Lo stoicismo è stata sempre la mia filosofia, e Seneca (soprattutto Seneca),

Mercoledì 9 Aprile 2014
Lo stoicismo è stata sempre la mia filosofia, e Seneca (soprattutto Seneca), Epitteto e Marc'Aurelio le mie guide spirituali, i Virgili della mia coscienza, custodi della mia anima, forgiatori del mio carattere. Tengo le loro opere (i “Ricordi”, il “Manuale”, le “Lettere a Lucilio”) sul comodino, pungoli di meditazione, fonti di saggezza, sorgenti di vita interiore. Ogni sera, prima di addormentarmi e, la mattina, al risveglio, ne leggo alcune pagine, che mi aiutano ad affrontare con più vigore e fermezza la giornata, i suoi imprevisti, i suoi contrattempi, le sue avversità.
Fondatore dello stoicismo fu Zenone, nel III secolo avanti Cristo. Il filosofo era un materialista, intriso di un cinismo e di una dottrina eraclitea, ma i successori, influenzati dal platonismo, mitigarono la sua coriacea intransigenza, dando al movimento un'impronta etica. Per gli stoici, il vero valore dell'uomo, il baluardo e il fine della sua esistenza, è la virtù. Una virtù severa, che non ammette eccezioni e deroghe, non tollera cedimenti. Chi la possiede può sfidare il mondo e diventarne padrone. Il modello degli stoici è Socrate, condannato a morte dai giudici ateniesi, che non volle chiedere la grazia perché i verdetti del tribunale, che rappresenta lo Stato, anche se ingiusti, sommamente ingiusti, si devono accettare. Il buon cittadino non si ribella, e nemmeno contesta i soprusi del potere, legittimati da un crisma istituzionale. Lo stoico vive nel mondo e insegna a rintuzzarne la virulenza e l'aggressività. Non si piega mai alle forze ostili che lo contrastano. Gli tiene testa con la volontà e la fermezza. Se deve soffrire, soffre. Con la risolutezza e la dignità di chi non si arrende e non recrimina.
Scrive Seneca a Lucilio, l'interlocutore ideale delle splendide Lettere: “Dentro di noi risiede uno spirito sacro, il quale osserva e controlla tutte le nostre azioni, quelle buone e quelle cattive, e si comporta con noi nello stesso modo in cui noi ci comportiamo con lui. Nessun uomo virtuoso può essere tale se in lui non c'è la presenza di un Dio. Chi potrebbe infatti elevarsi al di sopra della sorte senza l'aiuto della divinità? Quando vedi un uomo impavido di fronte ai pericoli, libero da passioni, tranquillo nelle avversità, che contempla gli uomini dall'alto, come fanno gli dei, non ti pervade un senso di rispetto per lui? Non ti dici: ‘Questa sua dote è troppo grande e troppo alta perché possa appartenere al piccolo e misero corpo in cui si trova'? Una forza divina è discesa in quest'uomo, una potenza celeste guida il suo spirito straordinario, equilibrato, che va oltre le cose esteriori, come se non contassero nulla, che se la ride dei nostri timori e dei nostri desideri. Un uomo simile non potrebbe mantenersi così saldo, senza l'aiuto di un Dio. Perciò la parte maggiore di lui non sta qui sulla terra, ma lassù, da dove appunto è discesa” (“Guida alla saggezza”, traduzione di Mario Scaffidi Abate, Tascabili Newton).

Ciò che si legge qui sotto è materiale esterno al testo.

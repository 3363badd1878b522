//! Entry schema for CV sections
//!
//! This module contains the data model the renderer works on:
//! - `date`: date attributes, including the `present` sentinel
//! - `types`: one struct per structured entry kind

pub mod date;
pub mod types;

use std::fmt::Display;

use cruet::case::snake::to_snake_case;
use serde::{Deserialize, Serialize};

pub use date::DateValue;
pub use types::{
    BulletEntry, EducationEntry, EntryCore, ExperienceEntry, ExtraFields, NormalEntry,
    NumberedEntry, OneLineEntry, PublicationEntry, ReversedNumberedEntry,
};

/// One item of a CV section.
///
/// Deserialization infers the kind from the keys that are present, the same
/// way a section in a CV file is written: a bare string is a text entry,
/// `company` + `position` an experience, and so on.
#[derive(Debug, Clone, PartialEq, Serialize, Deserialize)]
#[serde(untagged)]
pub enum Entry {
    Text(String),
    Publication(PublicationEntry),
    Experience(ExperienceEntry),
    Education(EducationEntry),
    OneLine(OneLineEntry),
    Normal(NormalEntry),
    Bullet(BulletEntry),
    Numbered(NumberedEntry),
    ReversedNumbered(ReversedNumberedEntry),
}

/// Kind of a structured entry, used to look up its templates.
#[derive(Debug, Clone, Copy, PartialEq, Eq, Hash)]
pub enum EntryKind {
    Education,
    Experience,
    Normal,
    Publication,
    OneLine,
    Bullet,
    Numbered,
    ReversedNumbered,
}

impl EntryKind {
    pub const ALL: [EntryKind; 8] = [
        EntryKind::Education,
        EntryKind::Experience,
        EntryKind::Normal,
        EntryKind::Publication,
        EntryKind::OneLine,
        EntryKind::Bullet,
        EntryKind::Numbered,
        EntryKind::ReversedNumbered,
    ];

    pub fn type_name(&self) -> &'static str {
        match self {
            EntryKind::Education => "EducationEntry",
            EntryKind::Experience => "ExperienceEntry",
            EntryKind::Normal => "NormalEntry",
            EntryKind::Publication => "PublicationEntry",
            EntryKind::OneLine => "OneLineEntry",
            EntryKind::Bullet => "BulletEntry",
            EntryKind::Numbered => "NumberedEntry",
            EntryKind::ReversedNumbered => "ReversedNumberedEntry",
        }
    }

    /// Key under which a design lists this kind's templates, e.g. `experience_entry`.
    pub fn template_key(&self) -> String {
        to_snake_case(self.type_name())
    }
}

impl Display for EntryKind {
    fn fmt(&self, f: &mut std::fmt::Formatter<'_>) -> std::fmt::Result {
        write!(f, "{}", self.type_name())
    }
}

impl Entry {
    /// `None` for text entries, which have no kind and are never templated.
    pub fn kind(&self) -> Option<EntryKind> {
        match self {
            Entry::Text(_) => None,
            Entry::Publication(_) => Some(EntryKind::Publication),
            Entry::Experience(_) => Some(EntryKind::Experience),
            Entry::Education(_) => Some(EntryKind::Education),
            Entry::OneLine(_) => Some(EntryKind::OneLine),
            Entry::Normal(_) => Some(EntryKind::Normal),
            Entry::Bullet(_) => Some(EntryKind::Bullet),
            Entry::Numbered(_) => Some(EntryKind::Numbered),
            Entry::ReversedNumbered(_) => Some(EntryKind::ReversedNumbered),
        }
    }

    pub fn core(&self) -> Option<&EntryCore> {
        match self {
            Entry::Text(_) => None,
            Entry::Publication(e) => Some(&e.core),
            Entry::Experience(e) => Some(&e.core),
            Entry::Education(e) => Some(&e.core),
            Entry::OneLine(e) => Some(&e.core),
            Entry::Normal(e) => Some(&e.core),
            Entry::Bullet(e) => Some(&e.core),
            Entry::Numbered(e) => Some(&e.core),
            Entry::ReversedNumbered(e) => Some(&e.core),
        }
    }

    fn core_mut(&mut self) -> Option<&mut EntryCore> {
        match self {
            Entry::Text(_) => None,
            Entry::Publication(e) => Some(&mut e.core),
            Entry::Experience(e) => Some(&mut e.core),
            Entry::Education(e) => Some(&mut e.core),
            Entry::OneLine(e) => Some(&mut e.core),
            Entry::Normal(e) => Some(&mut e.core),
            Entry::Bullet(e) => Some(&mut e.core),
            Entry::Numbered(e) => Some(&mut e.core),
            Entry::ReversedNumbered(e) => Some(&mut e.core),
        }
    }

    /// Custom attributes the entry was given beyond its schema.
    pub fn extra(&self) -> Option<&ExtraFields> {
        match self {
            Entry::Text(_) => None,
            Entry::Publication(e) => Some(&e.extra),
            Entry::Experience(e) => Some(&e.extra),
            Entry::Education(e) => Some(&e.extra),
            Entry::OneLine(e) => Some(&e.extra),
            Entry::Normal(e) => Some(&e.extra),
            Entry::Bullet(e) => Some(&e.extra),
            Entry::Numbered(e) => Some(&e.extra),
            Entry::ReversedNumbered(e) => Some(&e.extra),
        }
    }

    pub fn as_publication(&self) -> Option<&PublicationEntry> {
        match self {
            Entry::Publication(publication) => Some(publication),
            _ => None,
        }
    }

    /// Settles which date fields an entry renders from.
    ///
    /// A single `date` wins over any range and clears it. A start date without
    /// an end date runs until `present`. An end date on its own becomes the
    /// single `date`.
    pub fn normalized(mut self) -> Self {
        if let Some(core) = self.core_mut() {
            if core.date.is_some() {
                core.start_date = None;
                core.end_date = None;
            } else if core.start_date.is_some() {
                core.end_date.get_or_insert(DateValue::Present);
            } else if let Some(end_date) = core.end_date.take() {
                core.date = Some(end_date);
            }
        }
        self
    }
}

Quanta sapienza spirituale e morale in queste parole, uscite dalla penna di un grande maestro del pensiero, Seneca, primo ministro di Nerone, suo Kissinger, poi caduto in disgrazia e condannato al suicidio. Una mente prodigiosa, un argomentatore sublime, un medico dell'anima, un terapeuta dello spirito, che predicò bene, e non sempre bene razzolò.
Ma la sua lezione, come quella di tutti gli stoici, è una lezione alta, altissima. Di cui chiunque dovrebbe fare tesoro.
La vita, con le sue infinite traversie, con le sue regole spietate, con il suo feroce accanimento, non può che avere uno scopo: metterci alla prova, fortificarci e fare di noi dei vincitori, non dei vinti. E se da questa vita poi, per imperscrutabili decreti, dobbiamo congedarci, usciamone destituiti, non dimissionari.